With temperatures plummeting and winter well on its way, the Department of Infrastructure is asking the Manx public to be prepared for adverse driving conditions and explain their gritting process.

Its shared statement on social media is to ensure that people know to drive to the conditions but also to take responsibility for using grit on their driveways and paths outside their own properties when necessary.

It also encourages people to consider the needs of elderly neighbours or those who might appreciate some help.

When snow or ice is forecast, bulk gritters from the DoI are deployed to help maintain safe driving conditions on primary routes in the event of freezing conditions.

Priority is given to roads that carry the heaviest traffic, as well as key bus routes and roads to hospitals, fire stations and schools.

Officers from the Highway Services Division liaise with the Met Office when adverse weather is forecast. Warnings of sub-zero conditions, ice and frost trigger discussions about which locations to grit.

A range of factors are considered, including the predicted temperature, wind speeds, the likelihood of rain, sleet or snow and the current condition of the highway network.

Subject to the nature and timings of the weather warnings, roads are treated after the evening rush hour or from 5am before the morning commute.

Grit is spread before ice and frost forms to try to prevent roads becoming treacherous.

The department’s emergency control room at Ellerslie in Crosby is staffed round the clock during severe weather events to co-ordinate resources and respond to changing conditions and demands.

The DoI has also answered some commonly asked questions that people have surrounding road gritting and the work it does during the winter months:

One of the most frequently asked is: The roads are white, why haven’t you gritted?

Its answer says: ‘Grit is meant to stop ice forming on the road surface.

‘Grit will generally not stop snow lying on roads, unless the snowfall is very light indeed.

‘When snow falls it will generally lie on roads and we need to plough and then grit again to clear it. Grit also relies on the mechanical action of tyres to make it work well. That is why in snow conditions the tyre tracks turn black while much of the rest of the road remains white.

‘If traffic is light roads will take longer to turn black.’

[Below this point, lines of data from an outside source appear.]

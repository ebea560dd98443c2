use std::sync::Arc;

use async_trait::async_trait;
use ferrotrade_data::{Bar, BarCache, MarketDataAdapter};
use ferrotrade_instrument::{Asset, AssetKind, Frequency};
use parking_lot::Mutex;
use tokio::task::JoinHandle;

/// A trading decision made on each new bar for one asset.
///
/// `cache` is handed alongside `asset` so a policy can pull whatever lookback
/// window it needs (`cache.get(.., lag)`) rather than the driver guessing a
/// lookback depth on its behalf.
#[async_trait]
pub trait BarPolicy<A: MarketDataAdapter, K: AssetKind>: Send + Sync {
    type Error: std::error::Error + Send + Sync + 'static;

    async fn on_bar(
        &self,
        asset: &Arc<Asset<K>>,
        cache: &Arc<BarCache<A>>,
        freq: Frequency,
        last_bar: Bar,
    ) -> Result<(), Self::Error>;
}

/// Runs one background task per asset, each looping on
/// [`BarCache::wait_for_next`] and invoking a shared policy's `on_bar`.
/// Errors from the policy are logged and the loop continues; errors waiting
/// for the next bar are logged and retried on the following iteration.
#[derive(Debug, Default)]
pub struct StrategyDriver {
    tasks: Mutex<Vec<JoinHandle<()>>>,
}

impl StrategyDriver {
    pub fn new() -> Self {
        Self {
            tasks: Mutex::new(Vec::new()),
        }
    }

    /// Spawn one task per `(asset, cache, freq)` triple, all sharing `policy`.
    pub fn run<A, K, P>(&self, assets: Vec<(Arc<Asset<K>>, Arc<BarCache<A>>, Frequency)>, policy: Arc<P>)
    where
        A: MarketDataAdapter + 'static,
        K: AssetKind,
        P: BarPolicy<A, K> + 'static,
    {
        let mut tasks = self.tasks.lock();
        for (asset, cache, freq) in assets {
            let policy = Arc::clone(&policy);
            let handle = tokio::spawn(async move {
                loop {
                    match cache.wait_for_next(freq).await {
                        Ok(last_bar) => {
                            if let Err(err) = policy.on_bar(&asset, &cache, freq, last_bar).await {
                                tracing::error!(
                                    symbol = %asset.symbol(),
                                    error = %err,
                                    "strategy policy failed on bar"
                                );
                            }
                        }
                        Err(err) => {
                            tracing::warn!(
                                symbol = %asset.symbol(),
                                error = %err,
                                "failed to await next bar, retrying"
                            );
                        }
                    }
                }
            });
            tasks.push(handle);
        }
    }

    /// How many asset-tasks are currently running.
    pub fn task_count(&self) -> usize {
        self.tasks.lock().len()
    }

    /// Cancel every running asset-task and await their cancellation
    /// acknowledgement before returning.
    pub async fn stop(&self) {
        let tasks = std::mem::take(&mut *self.tasks.lock());
        for task in tasks {
            task.abort();
            let _ = task.await;
        }
    }

    /// Run `hook` (e.g. cancel every open order) before cancelling the
    /// asset-tasks, so it still observes them as live while it acts.
    pub async fn stop_and_disable<H: crate::on_trading_disabled::OnTradingDisabled>(&self, hook: &H) {
        hook.on_trading_disabled().await;
        self.stop().await;
    }
}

Many people question when gritting is carried out, and the department has attempted to explain why it depends on a number of possibilities.

It said: This depends on a variety of factors.

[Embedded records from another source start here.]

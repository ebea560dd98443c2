use derive_more::Constructor;
use rust_decimal::Decimal;

/// Account-level figures the sizing formula needs: how much buying power
/// remains and the portfolio's total value.
#[derive(Debug, Clone, Copy, PartialEq, Eq, Constructor)]
pub struct Account {
    pub buying_power: Decimal,
    pub portfolio_value: Decimal,
}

‘When we receive a weather forecast that indicates roads may require gritting, where possible we carry out the gritting treatment in the evening at approximately 6pm and / or 5am prior to morning commuting traffic building up on the roads.

‘Gritting at this time ensures the best performance of the grit.

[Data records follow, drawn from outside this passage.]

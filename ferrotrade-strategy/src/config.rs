use std::fs::File;
use std::path::Path;

use ferrotrade_instrument::{Frequency, TimeError};
use serde::de::DeserializeOwned;
use serde::{Deserialize, Serialize};
use thiserror::Error;

use crate::id::StrategyId;

#[derive(Debug, Error)]
pub enum ConfigError {
    #[error("failed to read strategy config file: {0}")]
    Io(#[from] std::io::Error),

    #[error("failed to parse strategy config: {0}")]
    Parse(#[from] serde_json::Error),

    #[error(transparent)]
    Frequency(#[from] TimeError),
}

/// A policy instance's identity, bar frequency, and free-form parameter bag,
/// loaded from a JSON file the same way the top crate's own `Config` is.
#[derive(Debug, Clone, Serialize, Deserialize)]
pub struct StrategyConfig {
    pub id: StrategyId,
    pub freq: String,
    #[serde(default)]
    pub parameters: serde_json::Value,
}

impl StrategyConfig {
    pub fn load(path: impl AsRef<Path>) -> Result<Self, ConfigError> {
        let file = File::open(path)?;
        Ok(serde_json::from_reader(file)?)
    }

    pub fn frequency(&self) -> Result<Frequency, ConfigError> {
        Frequency::parse(&self.freq).map_err(ConfigError::from)
    }

    /// Deserialize `parameters` into a policy-specific parameter struct,
    /// e.g. [`crate::policy::DualSupertrendParams`].
    pub fn parameters_as<T: DeserializeOwned>(&self) -> Result<T, ConfigError> {
        serde_json::from_value(self.parameters.clone()).map_err(ConfigError::from)
    }
}

#[cfg(test)]
mod tests {
    use super::*;

    #[test]
    fn parses_a_strategy_config_document() {
        let json = r#"{
            "id": "dual-supertrend-aapl",
            "freq": "5min",
            "parameters": {"short_n": 20, "long_n": 40}
        }"#;
        let config: StrategyConfig = serde_json::from_str(json).unwrap();
        assert_eq!(config.id, StrategyId::new("dual-supertrend-aapl"));
        assert_eq!(config.frequency().unwrap(), Frequency::parse("5min").unwrap());
    }

    #[test]
    fn missing_parameters_defaults_to_null() {
        let json = r#"{"id": "x", "freq": "1min"}"#;
        let config: StrategyConfig = serde_json::from_str(json).unwrap();
        assert!(config.parameters.is_null());
    }
}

‘Spreading salt at these times also means the roads are treated in advance of peak traffic flows, before the times where frost and ice will form, and when there will be enough traffic on the roads to help the salt mix with the moisture to form a saline solution.

‘Where the weather forecast cannot confirm with certainty that a treatment will be needed, we will continuously monitor the weather data and order a grit treatment only if it is needed or where reports of icy conditions dictate.

‘Gritting cannot be carried out when it is raining or it is forecast to rain as the rain washes the grit off the road. High winds also pose a problem and will blow the grit away, so monitoring the weather conditions is critical in informing the right time to deploy the gritters.’